▸ BRIEF
In the listing below, find the line containing "impl From<Proposal> for" and the line containing "impl From<ReqBlock> for". Repeat exactly those two lines and every line between them.

===============

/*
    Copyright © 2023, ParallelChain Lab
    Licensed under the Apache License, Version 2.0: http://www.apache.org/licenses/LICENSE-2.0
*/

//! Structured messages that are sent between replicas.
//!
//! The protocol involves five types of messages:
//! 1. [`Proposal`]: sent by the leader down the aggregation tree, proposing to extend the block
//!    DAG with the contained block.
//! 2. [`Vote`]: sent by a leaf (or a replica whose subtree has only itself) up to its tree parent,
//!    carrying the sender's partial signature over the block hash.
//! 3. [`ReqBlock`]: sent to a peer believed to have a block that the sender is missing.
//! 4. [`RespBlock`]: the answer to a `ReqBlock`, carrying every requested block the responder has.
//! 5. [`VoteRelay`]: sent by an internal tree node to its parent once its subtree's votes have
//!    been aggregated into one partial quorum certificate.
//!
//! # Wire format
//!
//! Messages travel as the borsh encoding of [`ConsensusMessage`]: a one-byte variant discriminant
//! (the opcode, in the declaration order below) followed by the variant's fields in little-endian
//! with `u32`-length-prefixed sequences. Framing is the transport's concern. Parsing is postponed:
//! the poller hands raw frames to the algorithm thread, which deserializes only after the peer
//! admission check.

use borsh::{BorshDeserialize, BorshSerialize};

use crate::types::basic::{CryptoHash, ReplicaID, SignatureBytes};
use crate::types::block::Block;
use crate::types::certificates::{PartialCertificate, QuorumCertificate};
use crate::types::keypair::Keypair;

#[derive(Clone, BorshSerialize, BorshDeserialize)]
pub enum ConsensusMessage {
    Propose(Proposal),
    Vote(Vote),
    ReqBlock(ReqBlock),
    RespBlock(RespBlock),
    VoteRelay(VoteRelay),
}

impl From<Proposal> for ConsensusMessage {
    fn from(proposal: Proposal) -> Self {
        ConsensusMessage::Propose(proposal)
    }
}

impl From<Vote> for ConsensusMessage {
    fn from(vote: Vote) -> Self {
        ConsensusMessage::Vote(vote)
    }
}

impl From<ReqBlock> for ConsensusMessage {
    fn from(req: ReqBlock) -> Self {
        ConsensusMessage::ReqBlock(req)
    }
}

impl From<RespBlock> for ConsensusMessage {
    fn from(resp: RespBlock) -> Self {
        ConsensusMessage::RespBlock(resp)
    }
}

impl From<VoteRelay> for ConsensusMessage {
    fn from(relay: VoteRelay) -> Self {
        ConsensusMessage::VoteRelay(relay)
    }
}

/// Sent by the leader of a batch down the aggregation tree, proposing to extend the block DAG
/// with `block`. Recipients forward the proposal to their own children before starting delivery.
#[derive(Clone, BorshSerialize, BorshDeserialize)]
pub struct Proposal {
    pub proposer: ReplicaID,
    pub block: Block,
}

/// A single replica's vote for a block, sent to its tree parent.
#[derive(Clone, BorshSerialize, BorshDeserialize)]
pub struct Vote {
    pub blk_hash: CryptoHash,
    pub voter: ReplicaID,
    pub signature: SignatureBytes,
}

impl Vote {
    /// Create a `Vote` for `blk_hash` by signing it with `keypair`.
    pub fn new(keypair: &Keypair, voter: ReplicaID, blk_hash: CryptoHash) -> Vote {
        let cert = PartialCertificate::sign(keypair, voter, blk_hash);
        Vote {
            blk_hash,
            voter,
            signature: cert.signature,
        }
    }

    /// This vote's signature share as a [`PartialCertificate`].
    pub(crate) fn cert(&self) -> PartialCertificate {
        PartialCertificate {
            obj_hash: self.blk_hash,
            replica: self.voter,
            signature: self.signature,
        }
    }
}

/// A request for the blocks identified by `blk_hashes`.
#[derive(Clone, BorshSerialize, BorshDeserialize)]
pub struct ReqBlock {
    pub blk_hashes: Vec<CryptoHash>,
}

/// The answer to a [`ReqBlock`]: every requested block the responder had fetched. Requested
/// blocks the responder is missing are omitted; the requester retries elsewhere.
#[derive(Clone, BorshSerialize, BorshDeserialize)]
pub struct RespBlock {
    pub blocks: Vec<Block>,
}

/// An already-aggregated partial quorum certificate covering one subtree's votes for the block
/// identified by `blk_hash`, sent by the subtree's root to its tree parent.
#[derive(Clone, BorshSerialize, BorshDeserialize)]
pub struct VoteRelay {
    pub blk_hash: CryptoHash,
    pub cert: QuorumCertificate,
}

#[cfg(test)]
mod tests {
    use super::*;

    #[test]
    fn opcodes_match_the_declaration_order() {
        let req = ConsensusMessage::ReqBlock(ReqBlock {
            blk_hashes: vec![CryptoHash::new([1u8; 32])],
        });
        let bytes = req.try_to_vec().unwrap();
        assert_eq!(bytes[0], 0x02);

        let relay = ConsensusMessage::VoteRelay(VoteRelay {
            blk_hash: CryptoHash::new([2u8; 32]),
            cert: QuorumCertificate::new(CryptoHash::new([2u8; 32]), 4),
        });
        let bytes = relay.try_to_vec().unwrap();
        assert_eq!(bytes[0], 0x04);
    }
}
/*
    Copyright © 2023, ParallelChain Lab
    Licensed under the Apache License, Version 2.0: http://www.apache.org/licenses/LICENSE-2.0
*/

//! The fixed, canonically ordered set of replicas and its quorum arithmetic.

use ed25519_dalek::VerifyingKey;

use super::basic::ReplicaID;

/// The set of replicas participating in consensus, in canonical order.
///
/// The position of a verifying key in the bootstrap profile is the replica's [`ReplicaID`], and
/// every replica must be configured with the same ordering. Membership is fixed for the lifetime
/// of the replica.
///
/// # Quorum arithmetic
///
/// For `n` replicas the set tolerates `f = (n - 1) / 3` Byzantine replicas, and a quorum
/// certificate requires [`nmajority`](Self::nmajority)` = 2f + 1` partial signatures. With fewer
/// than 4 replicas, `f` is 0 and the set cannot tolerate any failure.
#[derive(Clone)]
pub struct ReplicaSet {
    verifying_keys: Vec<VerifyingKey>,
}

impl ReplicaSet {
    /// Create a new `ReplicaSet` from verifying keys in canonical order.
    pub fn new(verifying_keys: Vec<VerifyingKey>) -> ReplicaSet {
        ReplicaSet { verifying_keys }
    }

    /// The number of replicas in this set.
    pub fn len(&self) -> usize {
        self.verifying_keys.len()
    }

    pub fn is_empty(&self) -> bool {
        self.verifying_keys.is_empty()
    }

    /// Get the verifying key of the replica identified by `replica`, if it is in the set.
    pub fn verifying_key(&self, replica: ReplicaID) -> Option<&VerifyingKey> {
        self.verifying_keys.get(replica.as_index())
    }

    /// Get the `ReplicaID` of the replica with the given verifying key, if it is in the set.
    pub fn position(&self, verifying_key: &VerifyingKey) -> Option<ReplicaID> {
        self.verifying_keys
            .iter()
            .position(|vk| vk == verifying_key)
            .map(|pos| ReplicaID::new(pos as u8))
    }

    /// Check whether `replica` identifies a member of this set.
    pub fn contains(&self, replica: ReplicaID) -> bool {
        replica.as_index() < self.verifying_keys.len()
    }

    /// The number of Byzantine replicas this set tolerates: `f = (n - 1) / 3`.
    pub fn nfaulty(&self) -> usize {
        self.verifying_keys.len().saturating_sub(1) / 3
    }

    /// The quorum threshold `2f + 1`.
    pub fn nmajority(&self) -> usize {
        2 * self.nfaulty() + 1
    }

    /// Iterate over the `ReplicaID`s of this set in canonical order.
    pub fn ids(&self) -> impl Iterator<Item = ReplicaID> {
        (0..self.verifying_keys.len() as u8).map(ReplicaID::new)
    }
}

===============

▸ FINISHED EXERCISE
impl From<Proposal> for ConsensusMessage {
    fn from(proposal: Proposal) -> Self {
        ConsensusMessage::Propose(proposal)
    }
}

impl From<Vote> for ConsensusMessage {
    fn from(vote: Vote) -> Self {
        ConsensusMessage::Vote(vote)
    }
}

impl From<ReqBlock> for ConsensusMessage {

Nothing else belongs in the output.